• Requirement: Wherever the word "tokens" turns up in a line of the entries, copy that line.

───── Dataset excerpts

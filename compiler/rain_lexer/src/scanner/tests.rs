use pretty_assertions::assert_eq;
use rain_ir::{KindFlags, SourceId, Span, TokenKind};
use rain_lexer_core::{EncodingIssueKind, SourceBuffer};

use super::Scanner;
use crate::keywords::RESERVED;
use crate::LexErrorKind;

/// Owned summary of one scanned token.
#[derive(Debug, PartialEq, Eq)]
struct Lexed {
    kind: TokenKind,
    text: String,
    errors: Vec<LexErrorKind>,
}

fn scan_bytes(source: &[u8]) -> Vec<Lexed> {
    let buffer = SourceBuffer::new(source);
    let mut scanner = Scanner::new(&buffer, SourceId::ANONYMOUS);
    let mut out = Vec::new();
    loop {
        let scanned = scanner.next_token();
        let done = scanned.token.kind.is_endmark();
        out.push(Lexed {
            kind: scanned.token.kind,
            text: scanned.token.text.to_owned(),
            errors: scanned.errors.iter().map(|e| e.kind).collect(),
        });
        if done {
            return out;
        }
    }
}

fn scan(source: &str) -> Vec<Lexed> {
    scan_bytes(source.as_bytes())
}

fn kinds(source: &str) -> Vec<TokenKind> {
    scan(source).into_iter().map(|t| t.kind).collect()
}

/// Kinds without the trailing end marker.
fn body_kinds(source: &str) -> Vec<TokenKind> {
    let mut kinds = kinds(source);
    assert_eq!(kinds.pop(), Some(TokenKind::ENDMARK));
    kinds
}

fn single(source: &str) -> Lexed {
    let mut tokens = scan(source);
    assert_eq!(tokens.len(), 2, "expected one token plus ENDMARK: {tokens:?}");
    tokens.remove(0)
}

// === Operators ===

#[test]
fn shift_assign_is_one_token() {
    let tok = single("<<=");
    assert_eq!(tok.kind, TokenKind::SIGN_LSHIFTAS);
    assert_eq!(tok.kind.base(), TokenKind::SIGN_LT.base());
    assert!(tok.kind.has(KindFlags::REPEAT | KindFlags::VARIANT));
    assert!(tok.errors.is_empty());
}
use std::io::{self, Write};

use rain_diagnostic::Diagnostic;
use rain_ir::SourceId;
use rain_lexer::lex;
use rain_lexer_core::SourceBuffer;

/// Print one line per token: kind, text, `line:column`.
pub fn lex_source<W: Write>(
    buffer: &SourceBuffer,
    source: SourceId,
    out: &mut W,
) -> io::Result<Vec<Diagnostic>> {
    let output = lex(buffer, source);
    for token in output.tokens.iter() {
        let kind = token.kind.to_string();
        let text = format!("{:?}", token.text);
        writeln!(out, "{kind:<16} {text:<12} {}", token.pos)?;
    }
    Ok(output
        .diagnostics
        .iter()
        .map(|d| d.error.to_diagnostic())
        .collect())
}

──────────

• Result:
    let mut tokens = scan(source);
    assert_eq!(tokens.len(), 2, "expected one token plus ENDMARK: {tokens:?}");
    tokens.remove(0)
    for token in output.tokens.iter() {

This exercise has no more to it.